### PROVIDED RECORDS
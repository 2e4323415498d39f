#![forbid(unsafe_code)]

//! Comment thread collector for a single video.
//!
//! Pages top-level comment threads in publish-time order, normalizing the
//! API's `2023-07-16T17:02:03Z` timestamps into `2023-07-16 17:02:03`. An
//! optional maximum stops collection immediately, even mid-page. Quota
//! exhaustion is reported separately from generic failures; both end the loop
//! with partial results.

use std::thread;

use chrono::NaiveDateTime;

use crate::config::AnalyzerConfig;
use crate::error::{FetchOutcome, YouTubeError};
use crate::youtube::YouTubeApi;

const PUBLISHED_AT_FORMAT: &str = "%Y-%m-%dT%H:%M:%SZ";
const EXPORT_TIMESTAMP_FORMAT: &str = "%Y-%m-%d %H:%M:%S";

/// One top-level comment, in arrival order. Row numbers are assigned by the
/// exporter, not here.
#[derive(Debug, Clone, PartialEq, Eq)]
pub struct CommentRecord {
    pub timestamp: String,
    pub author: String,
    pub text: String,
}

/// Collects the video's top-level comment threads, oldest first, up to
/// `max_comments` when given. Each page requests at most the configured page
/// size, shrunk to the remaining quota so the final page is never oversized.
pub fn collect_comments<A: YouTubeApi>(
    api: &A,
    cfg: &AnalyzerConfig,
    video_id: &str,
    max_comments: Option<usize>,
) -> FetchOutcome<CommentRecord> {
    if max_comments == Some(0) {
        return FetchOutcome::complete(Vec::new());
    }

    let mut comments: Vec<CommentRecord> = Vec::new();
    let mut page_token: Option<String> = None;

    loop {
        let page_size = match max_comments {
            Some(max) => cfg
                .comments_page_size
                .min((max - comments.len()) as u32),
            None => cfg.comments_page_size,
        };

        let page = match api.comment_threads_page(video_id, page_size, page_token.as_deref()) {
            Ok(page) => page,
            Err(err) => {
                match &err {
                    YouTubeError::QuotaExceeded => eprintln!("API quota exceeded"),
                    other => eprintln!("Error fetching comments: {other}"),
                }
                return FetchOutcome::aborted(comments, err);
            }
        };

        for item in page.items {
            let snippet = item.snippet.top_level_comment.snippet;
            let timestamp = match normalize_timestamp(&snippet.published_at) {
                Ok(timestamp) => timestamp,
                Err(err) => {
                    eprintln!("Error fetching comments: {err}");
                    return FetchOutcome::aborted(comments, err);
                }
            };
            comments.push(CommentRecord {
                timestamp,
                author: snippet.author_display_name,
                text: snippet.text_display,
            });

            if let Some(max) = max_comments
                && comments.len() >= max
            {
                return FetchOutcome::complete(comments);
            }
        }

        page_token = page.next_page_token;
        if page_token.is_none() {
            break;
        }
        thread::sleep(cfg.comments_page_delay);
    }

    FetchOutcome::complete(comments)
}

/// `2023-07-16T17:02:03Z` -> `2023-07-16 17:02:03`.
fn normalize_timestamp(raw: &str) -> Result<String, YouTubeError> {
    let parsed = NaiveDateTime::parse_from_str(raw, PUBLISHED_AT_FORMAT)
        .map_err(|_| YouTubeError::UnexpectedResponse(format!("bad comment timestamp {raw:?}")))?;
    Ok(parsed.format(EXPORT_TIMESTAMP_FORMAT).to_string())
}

### EXERCISE
Output every entry exactly as it appears.

### ANSWER
repository 2e4323415498d39f
#![forbid(unsafe_code)]

//! Comment thread collector for a single video.
//!
//! Pages top-level comment threads in publish-time order, normalizing the
//! API's `2023-07-16T17:02:03Z` timestamps into `2023-07-16 17:02:03`. An
//! optional maximum stops collection immediately, even mid-page. Quota
//! exhaustion is reported separately from generic failures; both end the loop
//! with partial results.

use std::thread;

use chrono::NaiveDateTime;

use crate::config::AnalyzerConfig;
use crate::error::{FetchOutcome, YouTubeError};
use crate::youtube::YouTubeApi;

const PUBLISHED_AT_FORMAT: &str = "%Y-%m-%dT%H:%M:%SZ";
const EXPORT_TIMESTAMP_FORMAT: &str = "%Y-%m-%d %H:%M:%S";

/// One top-level comment, in arrival order. Row numbers are assigned by the
/// exporter, not here.
#[derive(Debug, Clone, PartialEq, Eq)]
pub struct CommentRecord {
    pub timestamp: String,
    pub author: String,
    pub text: String,
}

/// Collects the video's top-level comment threads, oldest first, up to
/// `max_comments` when given. Each page requests at most the configured page
/// size, shrunk to the remaining quota so the final page is never oversized.
pub fn collect_comments<A: YouTubeApi>(
    api: &A,
    cfg: &AnalyzerConfig,
    video_id: &str,
    max_comments: Option<usize>,
) -> FetchOutcome<CommentRecord> {
    if max_comments == Some(0) {
        return FetchOutcome::complete(Vec::new());
    }

    let mut comments: Vec<CommentRecord> = Vec::new();
    let mut page_token: Option<String> = None;

    loop {
        let page_size = match max_comments {
            Some(max) => cfg
                .comments_page_size
                .min((max - comments.len()) as u32),
            None => cfg.comments_page_size,
        };

        let page = match api.comment_threads_page(video_id, page_size, page_token.as_deref()) {
            Ok(page) => page,
            Err(err) => {
                match &err {
                    YouTubeError::QuotaExceeded => eprintln!("API quota exceeded"),
                    other => eprintln!("Error fetching comments: {other}"),
                }
                return FetchOutcome::aborted(comments, err);
            }
        };

        for item in page.items {
            let snippet = item.snippet.top_level_comment.snippet;
            let timestamp = match normalize_timestamp(&snippet.published_at) {
                Ok(timestamp) => timestamp,
                Err(err) => {
                    eprintln!("Error fetching comments: {err}");
                    return FetchOutcome::aborted(comments, err);
                }
            };
            comments.push(CommentRecord {
                timestamp,
                author: snippet.author_display_name,
                text: snippet.text_display,
            });

            if let Some(max) = max_comments
                && comments.len() >= max
            {
                return FetchOutcome::complete(comments);
            }
        }

        page_token = page.next_page_token;
        if page_token.is_none() {
            break;
        }
        thread::sleep(cfg.comments_page_delay);
    }

    FetchOutcome::complete(comments)
}

/// `2023-07-16T17:02:03Z` -> `2023-07-16 17:02:03`.
fn normalize_timestamp(raw: &str) -> Result<String, YouTubeError> {
    let parsed = NaiveDateTime::parse_from_str(raw, PUBLISHED_AT_FORMAT)
        .map_err(|_| YouTubeError::UnexpectedResponse(format!("bad comment timestamp {raw:?}")))?;
    Ok(parsed.format(EXPORT_TIMESTAMP_FORMAT).to_string())
}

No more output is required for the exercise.